• **Records shown**:
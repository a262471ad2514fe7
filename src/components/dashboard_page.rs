//! Dashboard Page
//!
//! Loads the projects and the account, and wires the table's actions to
//! the backend.

use std::sync::Arc;

use leptos::prelude::*;
use leptos::task::spawn_local;

use crate::api::{use_api, ApiClient};
use crate::components::ProjectsTable;
use crate::context::use_app_context;
use crate::dashboard::{ActionFuture, BoxFuture, ProjectActions};
use crate::error::ApiResult;
use crate::models::{ProjectLink, ProjectStatus};
use crate::notify::use_notifier;
use crate::store::{
    store_highlight, store_loading, store_projects, store_remove_projects, store_set_highlight,
    store_set_loading, store_set_projects, store_set_status, store_set_user_name, store_user_name,
    use_app_store, AppStore,
};

/// How long a freshly saved proposal stays highlighted
const HIGHLIGHT_MS: u32 = 6_000;

async fn refresh_projects(api: ApiClient, store: AppStore) -> ApiResult<()> {
    store_set_loading(&store, true);
    let outcome = api.list_projects().await;
    store_set_loading(&store, false);
    let projects = outcome?;
    log::info!("[DASHBOARD] loaded {} projects", projects.len());
    store_set_projects(&store, projects);
    Ok(())
}

fn project_actions(api: ApiClient, store: AppStore) -> ProjectActions {
    let status_api = api.clone();
    let duplicate_api = api.clone();
    let delete_api = api.clone();
    let refresh_api = api.clone();
    let link_api = api.clone();
    let load_api = api.clone();
    let save_api = api;

    ProjectActions {
        on_status_update: Arc::new(move |ids: Vec<String>, status: ProjectStatus| -> ActionFuture {
            let api = status_api.clone();
            Box::pin(async move {
                api.set_projects_status(&ids, status).await?;
                store_set_status(&store, &ids, status);
                Ok(())
            })
        }),
        on_bulk_duplicate: Arc::new(move |ids: Vec<String>| -> ActionFuture {
            let api = duplicate_api.clone();
            Box::pin(async move { api.duplicate_projects(&ids).await })
        }),
        on_delete: Arc::new(move |ids: Vec<String>| -> ActionFuture {
            let api = delete_api.clone();
            Box::pin(async move {
                api.delete_projects(&ids).await?;
                for id in &ids {
                    api.invalidate_link(id);
                }
                store_remove_projects(&store, &ids);
                Ok(())
            })
        }),
        on_refresh: Some(Arc::new(move || -> ActionFuture {
            Box::pin(refresh_projects(refresh_api.clone(), store))
        })),
        on_copy_link: Arc::new(move |id: String| -> BoxFuture<ProjectLink> {
            let api = link_api.clone();
            Box::pin(async move { api.copy_link_with_cache(&id).await })
        }),
        on_load_password: Arc::new(move |id: String| -> BoxFuture<String> {
            let api = load_api.clone();
            Box::pin(async move { api.get_page_password(&id).await })
        }),
        on_save_password: Arc::new(move |id: String, password: String| -> ActionFuture {
            let api = save_api.clone();
            Box::pin(async move { api.set_page_password(&id, &password).await })
        }),
    }
}

#[component]
pub fn DashboardPage() -> impl IntoView {
    let ctx = use_app_context();
    let api = use_api();
    let store = use_app_store();
    let notifier = use_notifier();

    // Reload projects whenever the trigger changes
    let list_api = api.clone();
    Effect::new(move |_| {
        let trigger = ctx.reload_trigger.get();
        log::debug!("[DASHBOARD] reload trigger={}", trigger);
        let api = list_api.clone();
        spawn_local(async move {
            if let Err(err) = refresh_projects(api, store).await {
                notifier.error(format!("Não foi possível carregar as propostas: {}", err));
            }
        });
    });

    // Account name, once
    let account_api = api.clone();
    Effect::new(move |_| {
        let api = account_api.clone();
        spawn_local(async move {
            match api.user_account().await {
                Ok(account) => store_set_user_name(&store, Some(account.user_name)),
                Err(err) => log::warn!("[DASHBOARD] user account unavailable: {}", err),
            }
        });
    });

    // Clear the highlight after a while
    Effect::new(move |_| {
        if let Some(id) = store_highlight(&store) {
            spawn_local(async move {
                gloo_timers::future::TimeoutFuture::new(HIGHLIGHT_MS).await;
                if store_highlight(&store).as_deref() == Some(id.as_str()) {
                    store_set_highlight(&store, None);
                }
            });
        }
    });

    let edit_api = api.clone();
    let on_edit = Callback::new(move |id: String| {
        let api = edit_api.clone();
        spawn_local(async move {
            match api.get_project(&id).await {
                Ok(project) => {
                    log::info!("[DASHBOARD] editing project {}", project.id);
                    ctx.wizard.update(|w| w.import_project(&project));
                    ctx.open_wizard();
                }
                Err(err) => notifier.error(format!("Não foi possível abrir a proposta: {}", err)),
            }
        });
    });

    let greeting = move || match store_user_name(&store) {
        Some(name) => format!("Olá, {}", name),
        None => "Olá".to_string(),
    };

    view! {
        <div class="dashboard">
            <header class="dashboard-header">
                <div>
                    <h1>{greeting}</h1>
                    <p class="muted">"Crie, acompanhe e compartilhe suas propostas."</p>
                </div>
                <button class="btn btn-primary" on:click=move |_| ctx.start_new_proposal()>
                    "Nova proposta"
                </button>
            </header>
            <ProjectsTable
                projects=Signal::derive(move || store_projects(&store))
                actions=project_actions(api.clone(), store)
                loading=Signal::derive(move || store_loading(&store))
                highlighted=Signal::derive(move || store_highlight(&store))
                on_edit=on_edit
            />
        </div>
    }
}
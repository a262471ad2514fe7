//! Image Upload
//!
//! Sends one image file to the storage collaborator and returns its URL.

use wasm_bindgen_futures::JsFuture;

use super::{into_data, read_envelope, ApiClient};
use crate::error::{ApiError, ApiResult};
use crate::models::UploadedImage;

pub const MAX_UPLOAD_BYTES: u64 = 5 * 1024 * 1024;

/// Reject obviously bad files before touching the network
pub fn check_upload(mime: &str, size: u64) -> ApiResult<()> {
    if !mime.starts_with("image/") {
        return Err(ApiError::Upload("o arquivo precisa ser uma imagem".into()));
    }
    if size > MAX_UPLOAD_BYTES {
        return Err(ApiError::Upload("a imagem deve ter no máximo 5 MB".into()));
    }
    Ok(())
}

impl ApiClient {
    pub async fn upload_image(&self, file: web_sys::File) -> ApiResult<String> {
        let mime = file.type_();
        check_upload(&mime, file.size() as u64)?;

        let buffer = JsFuture::from(file.array_buffer())
            .await
            .map_err(|e| ApiError::Upload(format!("{:?}", e)))?;
        let bytes = js_sys::Uint8Array::new(&buffer).to_vec();
        log::info!("[API] upload {} ({} bytes)", file.name(), bytes.len());

        let part = reqwest::multipart::Part::bytes(bytes)
            .file_name(file.name())
            .mime_str(&mime)
            .map_err(|e| ApiError::Upload(e.to_string()))?;
        let form = reqwest::multipart::Form::new().part("file", part);

        let resp = self
            .http()
            .post(self.url("/api/upload"))
            .multipart(form)
            .send()
            .await?;
        let uploaded: UploadedImage = into_data(read_envelope(resp).await?)
            .map_err(|e| match e {
                ApiError::Rejected(msg) => ApiError::Upload(msg),
                other => other,
            })?;
        Ok(uploaded.url)
    }
}

#[cfg(test)]
mod tests {
    use super::*;

    #[test]
    fn test_check_upload() {
        assert!(check_upload("image/png", 1024).is_ok());
        assert!(matches!(check_upload("application/pdf", 10), Err(ApiError::Upload(_))));
        assert!(matches!(check_upload("image/jpeg", MAX_UPLOAD_BYTES + 1), Err(ApiError::Upload(_))));
    }
}
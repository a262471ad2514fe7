//! UI Components
//!
//! Reusable Leptos components.

mod accordion_editor;
mod confirm_modal;
mod dashboard_page;
mod field_input;
mod projects_table;
mod step_form;
mod wizard_shell;
mod wizard_steps;

pub use accordion_editor::{AccordionEditor, ItemExtra};
pub use confirm_modal::ConfirmModal;
pub use dashboard_page::DashboardPage;
pub use field_input::FieldInput;
pub use projects_table::ProjectsTable;
pub use step_form::{StepErrors, StepForm, StepList};
pub use wizard_shell::{TemplateSelect, WizardShell};
pub use wizard_steps::render_step;
//! Destinations for seeded agents.

use std::collections::{BTreeMap, HashSet};
use std::sync::Mutex;

use async_trait::async_trait;
use serde::Deserialize;

use crate::agents::Agent;
use crate::error::{Result, SeedError};

#[async_trait]
pub trait AgentStore: Send + Sync {
    /// Create or replace one agent by id
    async fn upsert_agent(&self, agent: &Agent) -> Result<()>;
}

/// Backend REST API: `PUT {api}/api/agents/{id}` with a bearer service key
pub struct HttpAgentStore {
    client: reqwest::Client,
    api_url: String,
    service_key: String,
}

#[derive(Deserialize)]
struct Envelope {
    success: bool,
    #[serde(default)]
    error: Option<String>,
}

impl HttpAgentStore {
    pub fn new(api_url: &str, service_key: &str) -> Self {
        Self {
            client: reqwest::Client::new(),
            api_url: api_url.trim_end_matches('/').to_string(),
            service_key: service_key.to_string(),
        }
    }

    pub fn agent_url(&self, id: &str) -> String {
        format!("{}/api/agents/{}", self.api_url, id)
    }
}

#[async_trait]
impl AgentStore for HttpAgentStore {
    async fn upsert_agent(&self, agent: &Agent) -> Result<()> {
        let http = |source: reqwest::Error| SeedError::Http { id: agent.id.clone(), source };
        let resp = self
            .client
            .put(self.agent_url(&agent.id))
            .bearer_auth(&self.service_key)
            .json(agent)
            .send()
            .await
            .map_err(http)?;

        let status = resp.status();
        let body = resp.text().await.map_err(http)?;
        if !status.is_success() {
            return Err(SeedError::Status { id: agent.id.clone(), status: status.as_u16(), body });
        }
        // Some deployments answer 204 with no body
        match serde_json::from_str::<Envelope>(&body) {
            Ok(Envelope { success: false, error }) => Err(SeedError::Rejected {
                id: agent.id.clone(),
                message: error.unwrap_or_else(|| "sem detalhes".to_string()),
            }),
            _ => Ok(()),
        }
    }
}

/// In-process store, used for `--dry-run`
#[derive(Default)]
pub struct MemoryAgentStore {
    agents: Mutex<BTreeMap<String, Agent>>,
    reject: HashSet<String>,
}

impl MemoryAgentStore {
    pub fn new() -> Self {
        Self::default()
    }

    /// Store that refuses the given ids
    pub fn rejecting<I: IntoIterator<Item = S>, S: Into<String>>(ids: I) -> Self {
        Self {
            agents: Mutex::default(),
            reject: ids.into_iter().map(Into::into).collect(),
        }
    }

    pub fn ids(&self) -> Vec<String> {
        self.agents
            .lock()
            .map(|agents| agents.keys().cloned().collect())
            .unwrap_or_default()
    }

    pub fn get(&self, id: &str) -> Option<Agent> {
        self.agents.lock().ok().and_then(|agents| agents.get(id).cloned())
    }
}

#[async_trait]
impl AgentStore for MemoryAgentStore {
    async fn upsert_agent(&self, agent: &Agent) -> Result<()> {
        if self.reject.contains(&agent.id) {
            return Err(SeedError::Rejected {
                id: agent.id.clone(),
                message: "recusado".to_string(),
            });
        }
        if let Ok(mut agents) = self.agents.lock() {
            agents.insert(agent.id.clone(), agent.clone());
        }
        Ok(())
    }
}

#[cfg(test)]
mod tests {
    use super::*;

    #[test]
    fn test_agent_url_trims_trailing_slash() {
        let store = HttpAgentStore::new("https://api.exemplo.com/", "k");
        assert_eq!(store.agent_url("events"), "https://api.exemplo.com/api/agents/events");
    }

    #[tokio::test]
    async fn test_memory_store_replaces_by_id() {
        let store = MemoryAgentStore::new();
        let mut agent = crate::agents::all_agents().remove(0);
        store.upsert_agent(&agent).await.unwrap();
        agent.name = "Outro nome".into();
        store.upsert_agent(&agent).await.unwrap();
        assert_eq!(store.ids(), vec![agent.id.clone()]);
        assert_eq!(store.get(&agent.id).unwrap().name, "Outro nome");
    }
}
#[derive(Debug, Clone, PartialEq, Default, Serialize, Deserialize)]
#[serde(rename_all = "camelCase", default)]
pub struct TestimonialsStep {
    pub hide_section: bool,
    pub testimonials: Vec<Testimonial>,
}

#[derive(Debug, Clone, PartialEq, Default, Serialize, Deserialize)]
#[serde(rename_all = "camelCase", default)]
pub struct ProcessStep {
    pub hide_section: bool,
    pub process_title: String,
    pub process_introduction: String,
    pub hide_process_introduction: bool,
    pub process_steps: Vec<ProcessTopic>,
}

#[derive(Debug, Clone, PartialEq, Default, Serialize, Deserialize)]
#[serde(rename_all = "camelCase", default)]
pub struct InvestmentStep {
    pub hide_section: bool,
    pub investment_title: String,
    pub project_scope: String,
    pub hide_project_scope: bool,
}

#[derive(Debug, Clone, PartialEq, Default, Serialize, Deserialize)]
#[serde(rename_all = "camelCase", default)]
pub struct DeliverablesStep {
    pub hide_section: bool,
    pub deliverables_title: String,
    pub deliverables_description: String,
    pub hide_deliverables_description: bool,
}

#[derive(Debug, Clone, PartialEq, Default, Serialize, Deserialize)]
#[serde(rename_all = "camelCase", default)]
pub struct PlansStep {
    pub hide_section: bool,
    pub plans: Vec<Plan>,
}

#[derive(Debug, Clone, PartialEq, Default, Serialize, Deserialize)]
#[serde(rename_all = "camelCase", default)]
pub struct TermsStep {
    pub hide_section: bool,
    pub terms: Vec<TermsEntry>,
}

#[derive(Debug, Clone, PartialEq, Default, Serialize, Deserialize)]
#[serde(rename_all = "camelCase", default)]
pub struct FaqStep {
    pub hide_section: bool,
    pub faq: Vec<FaqEntry>,
}

#[derive(Debug, Clone, PartialEq, Default, Serialize, Deserialize)]
#[serde(rename_all = "camelCase", default)]
pub struct FinalMessageStep {
    pub hide_section: bool,
    pub end_message: String,
}

#[derive(Debug, Clone, PartialEq, Default, Serialize, Deserialize)]
#[serde(rename_all = "camelCase", default)]
pub struct AccessStep {
    pub client_name: String,
    pub project_name: String,
    pub project_url: String,
    pub page_password: String,
    pub project_valid_until: String,
}

step_slot!(IntroStep, step1, 1, "Introdução");
step_slot!(AboutUsStep, step2, 2, "Sobre nós");
step_slot!(TeamStep, step3, 3, "Time");
step_slot!(ExpertiseStep, step4, 4, "Especialidades");
step_slot!(ResultsStep, step5, 5, "Resultados");
step_slot!(ClientsStep, step6, 6, "Clientes");
step_slot!(CtaStep, step7, 7, "Chamada para ação");
step_slot!(TestimonialsStep, step8, 8, "Depoimentos");
step_slot!(ProcessStep, step9, 9, "Processo");
step_slot!(InvestmentStep, step10, 10, "Investimento");
step_slot!(DeliverablesStep, step11, 11, "Entregas");
step_slot!(PlansStep, step12, 12, "Planos");
step_slot!(TermsStep, step13, 13, "Termos e condições");
step_slot!(FaqStep, step14, 14, "Perguntas frequentes");
step_slot!(FinalMessageStep, step15, 15, "Mensagem final");
step_slot!(AccessStep, step16, 16, "Acesso");

/// Titles in step order, for the progress indicator
pub const STEP_TITLES: [&str; 16] = [
    IntroStep::TITLE,
    AboutUsStep::TITLE,
    TeamStep::TITLE,
    ExpertiseStep::TITLE,
    ResultsStep::TITLE,
    ClientsStep::TITLE,
    CtaStep::TITLE,
    TestimonialsStep::TITLE,
    ProcessStep::TITLE,
    InvestmentStep::TITLE,
    DeliverablesStep::TITLE,
    PlansStep::TITLE,
    TermsStep::TITLE,
    FaqStep::TITLE,
    FinalMessageStep::TITLE,
    AccessStep::TITLE,
];

const HIDE_SECTION: &str = "Ocultar seção";

// ========================
// Step behaviour
// ========================

impl Step for IntroStep {
    fn fields() -> Vec<FieldSpec<Self>> {
        vec![
            text_field!(IntroStep, company_name, "companyName", "Nome da empresa").required().max(50),
            text_field!(IntroStep, company_email, "companyEmail", "E-mail").required().max(80),
            text_field!(IntroStep, page_title, "pageTitle", "Título da página").required().min(20).max(60),
            text_field!(IntroStep, page_subtitle, "pageSubtitle", "Subtítulo")
                .required()
                .max(100)
                .hidden_by(hide_toggle!(IntroStep, hide_page_subtitle, "Ocultar subtítulo")),
            text_field!(IntroStep, cta_button_title, "ctaButtonTitle", "Texto do botão").required().max(30),
            text_field!(IntroStep, services, "services", "Serviços")
                .textarea()
                .max(300)
                .placeholder("Separe os serviços por vírgula")
                .hidden_by(hide_toggle!(IntroStep, hide_services, "Ocultar serviços")),
        ]
    }

    fn validate_extra(&self, errors: &mut FieldErrors) {
        if !self.company_email.trim().is_empty() && !validation::looks_like_email(&self.company_email) {
            errors.insert("companyEmail".into(), "E-mail inválido".into());
        }
    }
}

impl Step for AboutUsStep {
    fn fields() -> Vec<FieldSpec<Self>> {
        vec![
            text_field!(AboutUsStep, about_us_title, "aboutUsTitle", "O título")
                .textarea()
                .required()
                .min(85)
                .max(155),
            text_field!(AboutUsStep, about_us_subtitle1, "aboutUsSubtitle1", "O subtítulo 1")
                .textarea()
                .required()
                .max(250)
                .hidden_by(hide_toggle!(AboutUsStep, hide_about_us_subtitle1, "Ocultar subtítulo 1")),
            text_field!(AboutUsStep, about_us_subtitle2, "aboutUsSubtitle2", "O subtítulo 2")
                .textarea()
                .required()
                .max(250)
                .hidden_by(hide_toggle!(AboutUsStep, hide_about_us_subtitle2, "Ocultar subtítulo 2")),
        ]
    }

    fn section_toggle() -> Option<HideToggle<Self>> {
        Some(hide_toggle!(AboutUsStep, hide_section, HIDE_SECTION))
    }
}

impl Step for TeamStep {
    fn fields() -> Vec<FieldSpec<Self>> {
        vec![text_field!(TeamStep, team_title, "teamTitle", "Título do time").required().max(55)]
    }

    fn section_toggle() -> Option<HideToggle<Self>> {
        Some(hide_toggle!(TeamStep, hide_section, HIDE_SECTION))
    }

    fn validate_extra(&self, errors: &mut FieldErrors) {
        validation::validate_list("teamMembers", &self.team_members, 1, errors);
    }
}

impl Step for ExpertiseStep {
    fn fields() -> Vec<FieldSpec<Self>> {
        vec![text_field!(ExpertiseStep, expertise_title, "expertiseTitle", "Título").required().max(45)]
    }

    fn section_toggle() -> Option<HideToggle<Self>> {
        Some(hide_toggle!(ExpertiseStep, hide_section, HIDE_SECTION))
    }

    fn validate_extra(&self, errors: &mut FieldErrors) {
        validation::validate_list("expertiseTopics", &self.expertise_topics, 1, errors);
    }
}

impl Step for ResultsStep {
    fn fields() -> Vec<FieldSpec<Self>> {
        vec![text_field!(ResultsStep, results_title, "resultsTitle", "Título").required().max(50)]
    }

    fn section_toggle() -> Option<HideToggle<Self>> {
        Some(hide_toggle!(ResultsStep, hide_section, HIDE_SECTION))
    }

    fn validate_extra(&self, errors: &mut FieldErrors) {
        validation::validate_list("results", &self.results, 1, errors);
    }
}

• **Problem requirements**: From the data above, copy every line where "highlighted" appears.

• **Finished exercise**:
/// How long a freshly saved proposal stays highlighted
                highlighted=Signal::derive(move || store_highlight(&store))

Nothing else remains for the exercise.